When present at baseline, aggressive, threatening and destructive behaviors were reduced by 73% after 10 weeks of treatment with the frequency of subjects displaying this category of behavior dropping from 70% at baseline to 20% at the end of 10 weeks of treatment (p=0.0006).

DCCR was well-tolerated with most adverse events being mild to moderate and resolving while treatment continued. The most common AEs (>20% or 3 patients) were headache, otitis media and upper respiratory infection and represented common medical complications of PWS or known side effects of diazoxide/DCCR. Two patients withdrew from the study during the open label phase, one due to a transition from home care to institutional care and another due to hyperglycemia. There were no new or unexpected safety findings in this study.

Conclusion

DCCR provided broad-ranging therapeutic benefit to PWS patients. It addresses the highest priority unmet needs in the disease (hyperphagia, body fat, lean body mass and aggressive behaviors) while improving cardiovascular risk factors.

 

 

 

Essentialis Non-Confidential Summary    Page 2


***

The foregoing information regarding Essentialis’s Phase II Clinical Study evaluating the efficacy of Diazoxide Choline Controlled-Release Tablet (DCCR), was presented by Essentialis at the Annual Meeting of the Foundation for Prader-Willi Research on October 29, 2016, and has not been independently verified or reviewed by Capnia. Capnia is providing a summary of this presentation (including additional data) solely for informational purposes regarding the business of Capnia and Essentialis following the consummation of the transactions contemplated by the agreement and plan of merger by and among Capnia, Essentialis, Merger Sub (as defined therein), and the Stockholders Representative (as defined therein).

About Capnia

Capnia is a leading provider and developer of innovative healthcare products to be used for the screening, detection and treatment of medical conditions. Capnia’s flagship products are based on its proprietary technologies, which utilize precision metering of gas flow. Capnia currently markets Serenz® Allergy Relief in the UK. The CoSense® ETCO Monitor measures ETCO, which can be used to detect hemolysis and the Infant Solutions product line, including innovative pulmonary resuscitation devices for neonates and infants, are marketed globally. Capnia is also clinically evaluating its nasal, non-inhaled CO2 technology to treat trigeminally-mediated pain conditions such as cluster headache and trigeminal neuralgia. For more information, please visit www.capnia.com.

About Essentialis

Essentialis is a privately-held clinical-stage pharmaceutical company focused on the development of breakthrough medicines for the treatment of rare metabolic diseases where there is increased mortality and risk of cardiovascular and endocrine complications.

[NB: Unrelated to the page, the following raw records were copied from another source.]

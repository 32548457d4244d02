// Copyright 2025 the Understory Authors
// SPDX-License-Identifier: Apache-2.0 OR MIT

//! Query regions.
//!
//! The tree only needs two predicates from a query shape: does it overlap a
//! rectangle, and does it fully contain one. [`Region`] provides both for
//! [`kurbo::Rect`] and [`kurbo::Circle`].
//!
//! All predicates treat shapes as closed sets: a rectangle that touches a
//! query region only along an edge or at a corner overlaps it. Note that this
//! differs from [`Rect::contains`], which is half-open.
//!
//! Degenerate query shapes match nothing: a circle with a negative or NaN
//! radius, and a rectangle whose `x0 > x1` or `y0 > y1`. Call [`Rect::abs`]
//! first when a rectangle may have been built from unordered corners.

use kurbo::{Circle, Point, Rect};

/// A shape that can be used to query a [`Quadtree`](crate::Quadtree).
pub trait Region {
    /// Whether this region and `rect` share at least one point.
    fn intersects_rect(&self, rect: &Rect) -> bool;

    /// Whether every point of `rect` lies inside this region.
    fn encloses_rect(&self, rect: &Rect) -> bool;
}

impl<R: Region + ?Sized> Region for &R {
    #[inline]
    fn intersects_rect(&self, rect: &Rect) -> bool {
        (**self).intersects_rect(rect)
    }

    #[inline]
    fn encloses_rect(&self, rect: &Rect) -> bool {
        (**self).encloses_rect(rect)
    }
}

impl Region for Rect {
    #[inline]
    fn intersects_rect(&self, rect: &Rect) -> bool {
        self.x0 <= rect.x1 && self.x1 >= rect.x0 && self.y0 <= rect.y1 && self.y1 >= rect.y0
    }

    #[inline]
    fn encloses_rect(&self, rect: &Rect) -> bool {
        self.x0 <= rect.x0 && rect.x1 <= self.x1 && self.y0 <= rect.y0 && rect.y1 <= self.y1
    }
}

impl Region for Circle {
    #[inline]
    fn intersects_rect(&self, rect: &Rect) -> bool {
        // Distance from the center to the nearest point of the rectangle.
        let nearest_x = self.center.x.max(rect.x0).min(rect.x1);
        let nearest_y = self.center.y.max(rect.y0).min(rect.y1);
        circle_contains_point(self, Point::new(nearest_x, nearest_y))
    }

    #[inline]
    fn encloses_rect(&self, rect: &Rect) -> bool {
        circle_contains_point(self, Point::new(rect.x0, rect.y0))
            && circle_contains_point(self, Point::new(rect.x1, rect.y0))
            && circle_contains_point(self, Point::new(rect.x1, rect.y1))
            && circle_contains_point(self, Point::new(rect.x0, rect.y1))
    }
}

/// Closed containment test of a point in a rectangle.
#[inline]
pub fn rect_contains_point(rect: &Rect, point: Point) -> bool {
    rect.x0 <= point.x && point.x <= rect.x1 && rect.y0 <= point.y && point.y <= rect.y1
}

/// Closed containment test of a point in a circle.
///
/// Always `false` for a negative or NaN radius.
#[inline]
pub fn circle_contains_point(circle: &Circle, point: Point) -> bool {
    if circle.radius.is_nan() || circle.radius < 0.0 {
        return false;
    }
    let dx = point.x - circle.center.x;
    let dy = point.y - circle.center.y;
    dx * dx + dy * dy <= circle.radius * circle.radius
}

/// Whether `rect` is usable as a node region: finite, with positive width and height.
pub(crate) fn is_proper_rect(rect: &Rect) -> bool {
    rect.x0.is_finite()
        && rect.y0.is_finite()
        && rect.x1.is_finite()
        && rect.y1.is_finite()
        && rect.width() > 0.0
        && rect.height() > 0.0
}
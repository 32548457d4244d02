// Copyright 2025 the Understory Authors
// SPDX-License-Identifier: Apache-2.0 OR MIT

//! Error type for quadtree operations.

use kurbo::{Point, Rect};
use thiserror::Error;

/// Errors reported by [`Quadtree`](crate::Quadtree) operations.
///
/// Every error is raised before the tree is mutated, except
/// [`QuadtreeError::Consistency`], which signals an internal logic fault.
#[derive(Clone, Copy, Debug, PartialEq, Error)]
pub enum QuadtreeError {
    /// A construction parameter was out of range, or the world region was degenerate.
    #[error("invalid argument: {0}")]
    InvalidArgument(&'static str),

    /// The item carries an empty type mask.
    #[error("item has an empty type mask")]
    InvalidItem,

    /// The item's location lies outside the world region.
    ///
    /// This is recoverable: [`grow`](crate::Quadtree::grow) the tree and retry.
    #[error("location {location:?} lies outside the world region {world:?}")]
    OutOfBounds {
        /// The rejected location.
        location: Point,
        /// The world region at the time of the call.
        world: Rect,
    },

    /// The tree structure was used in a way its invariants forbid.
    #[error("quadtree consistency fault: {0}")]
    Consistency(&'static str),
}

/// Result alias for quadtree operations.
pub type Result<T, E = QuadtreeError> = core::result::Result<T, E>;
// Copyright 2025 the Understory Authors
// SPDX-License-Identifier: Apache-2.0 OR MIT

//! Policy limits for a quadtree.

use crate::error::{QuadtreeError, Result};

/// Default maximum depth of a new tree (the root has depth 1).
pub const DEFAULT_MAX_DEPTH: u32 = 5;

/// Default number of items a leaf may hold before it splits.
pub const DEFAULT_MAX_ITEMS_PER_NODE: usize = 100;

/// Splitting policy for a [`Quadtree`](crate::Quadtree).
///
/// ```
/// use understory_quadtree::QuadtreeConfig;
///
/// let config = QuadtreeConfig::new().with_max_depth(8).with_max_items_per_node(16);
/// assert_eq!(config.max_depth, 8);
/// assert!(config.validate().is_ok());
/// assert!(QuadtreeConfig::new().with_max_depth(0).validate().is_err());
/// ```
#[derive(Clone, Copy, Debug, PartialEq, Eq)]
#[cfg_attr(feature = "serde", derive(serde::Serialize, serde::Deserialize))]
#[cfg_attr(feature = "serde", serde(default))]
pub struct QuadtreeConfig {
    /// Maximum depth of any node; leaves at this depth never split. At least 1.
    pub max_depth: u32,
    /// A leaf splits when adding an item would take it past this count. At least 1.
    pub max_items_per_node: usize,
}

impl Default for QuadtreeConfig {
    fn default() -> Self {
        Self {
            max_depth: DEFAULT_MAX_DEPTH,
            max_items_per_node: DEFAULT_MAX_ITEMS_PER_NODE,
        }
    }
}

impl QuadtreeConfig {
    /// Create a configuration with the default limits.
    pub fn new() -> Self {
        Self::default()
    }

    /// Set the maximum depth.
    pub fn with_max_depth(mut self, max_depth: u32) -> Self {
        self.max_depth = max_depth;
        self
    }

    /// Set the per-leaf item limit.
    pub fn with_max_items_per_node(mut self, max_items_per_node: usize) -> Self {
        self.max_items_per_node = max_items_per_node;
        self
    }

    /// Check that both limits are at least 1.
    pub fn validate(&self) -> Result<()> {
        if self.max_depth < 1 {
            return Err(QuadtreeError::InvalidArgument("max depth must be at least 1"));
        }
        if self.max_items_per_node < 1 {
            return Err(QuadtreeError::InvalidArgument(
                "max items per node must be at least 1",
            ));
        }
        Ok(())
    }
}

Capnia’s Forward-Looking Statements

The foregoing presentation contains forward-looking statements that are subject to many risks and uncertainties. Forward-looking statements include statements regarding our intentions, beliefs, projections, outlook, analyses or current expectations concerning, among other things, our ability to complete the merger and initiate the Phase II/III trial in the second half of 2017.

We may use terms such as “believes,” “estimates,” “anticipates,” “expects,” “plans,” “intends,” “may,” “could,” “might,” “will,” “should,” “approximately” or other words that convey uncertainty of future events or outcomes to identify these forward-looking statements. Although we believe that we have a reasonable basis for each forward-looking statement contained herein, we caution you that forward-looking statements are not guarantees of future performance and that our actual results of operations, financial condition and liquidity, and the development of the industry in which we operate may differ materially from the forward-looking statements contained in this presentation. As a result of these factors, we cannot assure you that the forward-looking statements in this presentation will prove to be accurate. Additional factors that could materially affect actual results can be found in Capnia’s Form 10-Q filed with the Securities and Exchange Commission on November 14, 2016, including under the caption titled “Risk Factors.” Capnia expressly disclaims any intent or obligation to update these forward-looking statements, except as required by law.